Herbert du Plessis joue Frédéric Chopin (Anima) – 6/7
Au mitan du cycle de préludes, Frédéric Chopin glisse un treizième prélude
- lent,
- ternaire et
- en Fa#.
Herbert du Plessis en traduit le balancement qui, sous des apparences posées, sait aussi rebondir rythmiquement en frottant un quintolet de noires à six croches, ou deux triolets de croches à quatre consœurs. De même, derrière une apparente rigueur symbolisée par une main gauche inarrêtable, la partition exige implicitement de légers rubato, un changement de tempo et un peu de ritendo pour finir. L’interprète excelle à faire éprouver plutôt qu’à surligner
- ces failles,
- ces glissements,
- ces surprises
qui pimentent l’œuvre. Aux six dièses du treizième prélude répondent les six bémols (sans compter les doubles) du quatorzième, brève cavalcade ternaire qui réunit à l’octave les deux mains dans les registres graves. Le pianiste en illustre brillamment
- l’énergie menaçante,
- la puissance résolue et
- l’épaisseur mystérieuse.
Le quinzième prélude est un sostenuto binaire en Ré bémol (mais pas que) auquel la répétition d’un la bémol – sol dièse valu le surnom de “goutte d’eau”.

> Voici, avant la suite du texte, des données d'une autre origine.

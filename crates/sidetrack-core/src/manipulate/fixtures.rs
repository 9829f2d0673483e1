//! Shared builders for manipulator and driver tests.

use std::collections::BTreeMap;
use std::sync::Arc;

use k8s_openapi::api::apps::v1::{Deployment, DeploymentSpec};
use k8s_openapi::api::core::v1::{Container, PodSpec, PodTemplateSpec};
use k8s_openapi::apimachinery::pkg::apis::meta::v1::{LabelSelector, ObjectMeta};

use crate::client::MemoryClient;
use crate::model::{KindName, Ref, Route, Strategy, VERSION_LABEL};
use crate::resources::{
    Destination, Gateway, GatewaySpec, HttpRoute, HttpRouteDestination, Port, Server,
    VirtualService, VirtualServiceSpec,
};
use crate::session::SessionContext;

use super::deployment::DeploymentManipulator;
use super::Manipulator;

pub(crate) const NS: &str = "test";

pub(crate) fn context(client: Arc<MemoryClient>, session: &str) -> SessionContext {
    SessionContext::new(client, NS, session, Route::header("x-test", "smoke"))
}

pub(crate) fn workload(name: &str, version: &str) -> Deployment {
    let labels = BTreeMap::from([
        ("app".to_string(), service_of(name).to_string()),
        (VERSION_LABEL.to_string(), version.to_string()),
    ]);
    Deployment {
        metadata: ObjectMeta {
            name: Some(name.to_string()),
            namespace: Some(NS.to_string()),
            ..ObjectMeta::default()
        },
        spec: Some(DeploymentSpec {
            selector: LabelSelector {
                match_labels: Some(labels.clone()),
                ..LabelSelector::default()
            },
            template: PodTemplateSpec {
                metadata: Some(ObjectMeta {
                    labels: Some(labels),
                    ..ObjectMeta::default()
                }),
                spec: Some(PodSpec {
                    containers: vec![Container {
                        name: name.to_string(),
                        image: Some(format!("registry.local/{name}:{version}")),
                        ..Container::default()
                    }],
                    ..PodSpec::default()
                }),
            },
            ..DeploymentSpec::default()
        }),
        ..Deployment::default()
    }
}

/// The service a variant deployment backs: `ratings-v2` serves `ratings`.
fn service_of(name: &str) -> &str {
    name.split_once("-v").map_or(name, |(service, _)| service)
}

pub(crate) fn route_rule(host: &str, subset: Option<&str>) -> HttpRoute {
    HttpRoute {
        route: vec![HttpRouteDestination {
            destination: Destination {
                host: host.to_string(),
                subset: subset.map(str::to_string),
            },
            weight: None,
        }],
        ..HttpRoute::default()
    }
}

pub(crate) fn plain_route(name: &str, host: &str, subset: Option<&str>) -> VirtualService {
    let mut vs = VirtualService::new(
        name,
        VirtualServiceSpec {
            hosts: vec![host.to_string()],
            gateways: vec![],
            http: vec![route_rule(host, subset)],
        },
    );
    vs.metadata.namespace = Some(NS.to_string());
    vs
}

pub(crate) fn gateway_route(
    name: &str,
    host: &str,
    subset: Option<&str>,
    gateways: &[&str],
) -> VirtualService {
    let mut vs = plain_route(name, host, subset);
    vs.spec.gateways = gateways.iter().map(|g| (*g).to_string()).collect();
    vs
}

pub(crate) fn ingress(name: &str, hosts: &[&str]) -> Gateway {
    let mut gw = Gateway::new(
        name,
        GatewaySpec {
            selector: BTreeMap::from([("istio".to_string(), "ingressgateway".to_string())]),
            servers: vec![Server {
                port: Some(Port {
                    number: 80,
                    name: Some("http".to_string()),
                    protocol: Some("HTTP".to_string()),
                }),
                hosts: hosts.iter().map(|h| (*h).to_string()).collect(),
            }],
        },
    );
    gw.metadata.namespace = Some(NS.to_string());
    gw
}

pub(crate) async fn locate_workload_ref(
    manipulator: &DeploymentManipulator,
    ctx: &SessionContext,
    name: &str,
) -> Ref {
    let mut target = Ref::new(KindName::named(name), Strategy::Clone, BTreeMap::new());
    assert!(
        manipulator.locate(ctx, &mut target).await,
        "workload {name} should locate"
    );
    target
}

- Les légères variations de nuances,
- les subtiles détentes sporadiques de la mesure et
- l’attention au texte
happent l’esgourde dans la première partie. Vif est le contraste avec la deuxième partie aux accents de marche funèbre.

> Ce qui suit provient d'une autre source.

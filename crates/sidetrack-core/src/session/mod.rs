//! Per-session reconciliation driver.
//!
//! One [`Orchestrator::apply`] or [`Orchestrator::revert`] call is one
//! reconcile: locators first, then mutators in registry order (or
//! revertors in reverse). The driver never sleeps or retries; it records
//! per-resource outcomes on the refs and returns an aggregate error so the
//! surrounding controller loop re-invokes it until the ledger converges.

use std::sync::Arc;

use tracing::{debug, info};

use crate::client::ClusterClient;
use crate::manipulate::{AggregateError, ManipulatorSet};
use crate::model::{Ref, Route};
use crate::template::TemplateEngine;

#[cfg(test)]
mod tests;

/// Per-reconciliation environment handed to every manipulator.
pub struct SessionContext {
    /// Cluster access.
    pub client: Arc<dyn ClusterClient>,
    /// Namespace the session operates in.
    pub namespace: String,
    /// Session name; the suffix of every derived name and subset.
    pub name: String,
    /// Route matcher scoping the session's alternate path.
    pub route: Route,
}

impl SessionContext {
    /// Assemble a reconcile context.
    #[must_use]
    pub fn new(
        client: Arc<dyn ClusterClient>,
        namespace: impl Into<String>,
        name: impl Into<String>,
        route: Route,
    ) -> Self {
        Self {
            client,
            namespace: namespace.into(),
            name: name.into(),
            route,
        }
    }
}

/// Composes registered manipulators into the apply/revert pipeline.
pub struct Orchestrator {
    manipulators: ManipulatorSet,
}

impl Orchestrator {
    /// An orchestrator over an explicit registry.
    #[must_use]
    pub fn new(manipulators: ManipulatorSet) -> Self {
        Self { manipulators }
    }

    /// An orchestrator over the standard registry, rendering forks with
    /// `engine`.
    #[must_use]
    pub fn with_defaults(engine: Arc<dyn TemplateEngine>) -> Self {
        Self::new(ManipulatorSet::with_defaults(engine))
    }

    /// Drive the cluster toward the session's intent.
    ///
    /// All locators run before any mutator so mutators can depend on one
    /// another's targets. A ref resolves to the first claiming kind whose
    /// locator accepts it; a ref no locator claims is skipped entirely and
    /// reports no resources. Per-resource failures are aggregated, not
    /// short-circuited: every ref still gets its full pass.
    pub async fn apply(
        &self,
        ctx: &SessionContext,
        refs: &mut [Ref],
    ) -> Result<(), AggregateError> {
        for target in refs.iter_mut() {
            let mut resolved = false;
            for manipulator in self.manipulators.iter() {
                if resolved && manipulator.resolves_ref() {
                    continue;
                }
                if manipulator.locate(ctx, target).await && manipulator.resolves_ref() {
                    resolved = true;
                }
            }
            if !resolved {
                info!(session = %ctx.name, target = %target.kind_name,
                    "no registered kind claims the ref");
            }
        }

        let mut failures = AggregateError::default();
        for target in refs.iter_mut() {
            if !target.located() {
                continue;
            }
            for manipulator in self.manipulators.iter() {
                if let Err(err) = manipulator.mutate(ctx, target).await {
                    failures.merge(err);
                }
            }
        }
        failures.into_result()
    }

    /// Undo everything the refs' ledgers record, in reverse registry
    /// order. A ref is cleared only once every entry has drained; entries
    /// whose undo fails stay behind for the next reconcile.
    pub async fn revert(
        &self,
        ctx: &SessionContext,
        refs: &mut [Ref],
    ) -> Result<(), AggregateError> {
        let mut failures = AggregateError::default();
        for target in refs.iter_mut() {
            if target.cleared() {
                debug!(session = %ctx.name, target = %target.kind_name, "nothing to revert");
                continue;
            }
            for manipulator in self.manipulators.iter_reversed() {
                if let Err(err) = manipulator.revert(ctx, target).await {
                    failures.merge(err);
                }
            }
        }
        failures.into_result()
    }
}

- Ostinato de la main droite,
- grondement caverneux des intervalles de la main gauche et
- inquiétantes mutations d’intensité
font montre d’une expressivité à la fois
- sobre,
- évocatrice et
- énigmatique
de la plus belle eau, précieux pour apprécier pleinement ce long prélude. Le retour bref de la partie solaire du début ajoute à la bizarrerie du propos, qui n’est pas son moindre charme.
Le seizième prélude en si bémol mineur semble vouloir déchirer cette énigmaticité en attaquant par un prologue qui lance le presto con fuoco principal. En un instant, se révèle tout le charme de la virtuosité.
- Le flux file avec aisance,
- le chromatisme chatoie à son aise,
- l’accompagnement pose sans s’imposer,
- ce qui pourrait être circassien paraît évident,
- la pédalisation si précise chez Chopin unit sans noyer,
- le brio ne se hausse jamais du col – il n’en a pas besoin.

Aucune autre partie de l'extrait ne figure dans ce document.